Monday, March 21, 2016

Punsssss

     I love puns. This year, a few of my friends and I are in charge of making a newspaper for our homeschool group. We will have comics, a crossword puzzle, interviews, and whatever other crazy things my best friend comes up with. We had an idea to create a pun section, and I have been appointed to be in charge of that :) I'm aiming to have a variety of brilliant puns and slam-your-face-on-a-desk stupid puns. So here I am, sharing my puns with you. Keep in mind that, although I can occasionally be brilliant, I did not come up with any of these.



What's the tallest building in your city?
The library, because it has the most stories.

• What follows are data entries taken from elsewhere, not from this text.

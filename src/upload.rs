//! Upload enhancer: filename label, inline preview, optional auto-submit.

use std::cell::Cell;
use std::rc::Rc;

use gloo::console;
use wasm_bindgen::prelude::*;
use wasm_bindgen::JsCast;
use web_sys::{
    Document, Element, File, FileReader, HtmlFormElement, HtmlImageElement, HtmlInputElement,
    ProgressEvent,
};

use crate::dom;

/// Longest filename shown in the label before truncation kicks in.
const LABEL_LIMIT: usize = 20;

/// Wires the file input if the page carries one. The filename label and the
/// preview container are optional collaborators, resolved once here.
pub fn install(document: &Document) {
    let Some(input) = dom::by_id::<HtmlInputElement>(document, "image-upload") else {
        return;
    };

    let label = dom::first_match(document, ".file-label");
    let container = document.get_element_by_id("preview-container");
    let generation = Rc::new(Cell::new(0u64));

    let document = document.clone();
    let input_ref = input.clone();
    let onchange = Closure::wrap(Box::new(move |_: web_sys::Event| {
        let Some(file) = input_ref.files().and_then(|files| files.get(0)) else {
            return;
        };

        if let Some(label) = &label {
            label.set_text_content(Some(&display_name(&file.name())));
        }

        if let Some(container) = &container {
            container.set_inner_html("");
            generation.set(generation.get() + 1);
            start_preview(&document, container, &file, Rc::clone(&generation));
        }

        // Pages can opt into submitting as soon as a file is picked.
        if let Some(form) = auto_submit_form(&input_ref) {
            let _ = form.submit();
        }
    }) as Box<dyn FnMut(_)>);

    input.set_onchange(Some(onchange.as_ref().unchecked_ref()));
    onchange.forget();
}

fn display_name(name: &str) -> String {
    if name.chars().count() > LABEL_LIMIT {
        let head: String = name.chars().take(LABEL_LIMIT).collect();
        format!("{head}...")
    } else {
        name.to_owned()
    }
}

fn auto_submit_form(input: &HtmlInputElement) -> Option<HtmlFormElement> {
    input
        .closest("form[data-auto-submit]")
        .ok()
        .flatten()?
        .dyn_into::<HtmlFormElement>()
        .ok()
}

/// Reads `file` as a data URI and appends the preview `<img>` once the
/// browser finishes. A read that completes after a newer selection bumped
/// `generation` is stale and is dropped instead of rendered.
fn start_preview(document: &Document, container: &Element, file: &File, generation: Rc<Cell<u64>>) {
    let Ok(reader) = FileReader::new() else {
        return;
    };

    let started = generation.get();
    let document = document.clone();
    let container = container.clone();
    let reader_ref = reader.clone();
    let onload = Closure::wrap(Box::new(move |_: ProgressEvent| {
        if generation.get() != started {
            console::debug!("dropping stale preview read");
            return;
        }

        let Some(data_url) = reader_ref.result().ok().and_then(|value| value.as_string()) else {
            return;
        };
        let Some(img) = document
            .create_element("img")
            .ok()
            .and_then(|el| el.dyn_into::<HtmlImageElement>().ok())
        else {
            return;
        };
        img.set_src(&data_url);
        img.set_class_name("preview-image");
        let _ = container.append_child(&img);
    }) as Box<dyn FnMut(_)>);

    reader.set_onload(Some(onload.as_ref().unchecked_ref()));
    onload.forget();

    let _ = reader.read_as_data_url(file);
}

#[cfg(test)]
mod tests {
    use super::*;

    #[test]
    fn short_names_pass_through() {
        assert_eq!(display_name("cat.png"), "cat.png");
    }

    #[test]
    fn twenty_chars_is_not_truncated() {
        let name = "12345678901234567890";
        assert_eq!(name.len(), 20);
        assert_eq!(display_name(name), name);
    }

    #[test]
    fn long_names_keep_first_twenty_chars_plus_marker() {
        assert_eq!(
            display_name("vacation-photo-2024.png"),
            "vacation-photo-2024...."
        );
    }

    #[test]
    fn truncation_counts_chars_not_bytes() {
        let name = "写真".repeat(12);
        let shown = display_name(&name);
        assert_eq!(shown, format!("{}...", "写真".repeat(10)));
    }
}

#[cfg(all(target_arch = "wasm32", test))]
mod wasm_tests {
    use super::*;
    use wasm_bindgen_test::*;

    wasm_bindgen_test_configure!(run_in_browser);

    fn page(html: &str) -> Document {
        let document = dom::document().expect("no document");
        document.body().expect("no body").set_inner_html(html);
        document
    }

    #[wasm_bindgen_test]
    fn change_without_a_file_leaves_the_page_alone() {
        let document = page(
            r#"<input type="file" id="image-upload">
               <span class="file-label">No file chosen</span>
               <div id="preview-container"><img class="preview-image"></div>"#,
        );
        install(&document);

        let input: HtmlInputElement = dom::by_id(&document, "image-upload").unwrap();
        let event = web_sys::Event::new("change").unwrap();
        input.dispatch_event(&event).unwrap();

        let label = dom::first_match(&document, ".file-label").unwrap();
        assert_eq!(label.text_content().unwrap(), "No file chosen");
        let container = document.get_element_by_id("preview-container").unwrap();
        assert_eq!(container.child_element_count(), 1);
    }

    #[wasm_bindgen_test]
    fn install_without_the_input_is_a_no_op() {
        let document = page("<p>nothing to enhance</p>");
        install(&document);
    }
}
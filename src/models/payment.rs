//! Payment and report row models.
//!
//! Both types are derived: payments from a contract and attendance pair,
//! report rows from whatever sits at one index across all four sequences.

use rust_decimal::Decimal;
use serde::{Deserialize, Serialize};

/// The amount owed for one positionally paired contract and attendance record.
///
/// Payments are only meaningful by their index in the payments sequence.
#[derive(Debug, Clone, Copy, PartialEq, Eq, Serialize, Deserialize)]
pub struct PaymentRecord {
    /// Unrounded total payment.
    pub total_payment: Decimal,
}

impl PaymentRecord {
    /// Creates a payment with the given total.
    pub fn new(total_payment: Decimal) -> Self {
        Self { total_payment }
    }
}

/// One row of the payment report.
///
/// Missing entries are already padded: empty text, zero hours, zero payment.
///
/// # Example
///
/// ```
/// use labour_engine::models::ReportRow;
/// use rust_decimal::Decimal;
///
/// let row = ReportRow {
///     employee_name: "Alice".to_string(),
///     job_description: "Wiring".to_string(),
///     hours_worked: 8,
///     total_payment: Decimal::new(240, 0),
/// };
/// assert_eq!(row.hours_worked, 8);
/// ```
#[derive(Debug, Clone, PartialEq, Eq, Serialize, Deserialize)]
pub struct ReportRow {
    /// The employee name, or empty when no employee sits at this index.
    pub employee_name: String,
    /// The job description, or empty when no contract sits at this index.
    pub job_description: String,
    /// The hours worked, or 0 when no attendance record sits at this index.
    pub hours_worked: i32,
    /// The payment, or 0 when no payment sits at this index.
    pub total_payment: Decimal,
}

Where did Noah keep his bees?
In the ark hives.

Whiteboards are remarkable. (hahahahahahahahahahano)

Did you guys hear the joke about the high wall?
It's hilarious. I'm still trying to get over it.

Astronomers got tired after watching the moon go around the earth for 24 hours so they decided to call it a day. *insert stern face*

A sheep, a drum, and a snake fall down a cliff.
ba-dum-tss

What's the difference between a cat and a comma?
One has claws at the end of it's paws and one is a pause at the end of a clause.

I support farming. You could even call me

What do you call a snobbish criminal going down stairs?
A condescending con descending.

And my personal favorite:
What's the difference between a dirty bus stop and a lobster with breast implants?
One is a crusty bus station and one is a busty crustacean.
(who has the time to come up with these????)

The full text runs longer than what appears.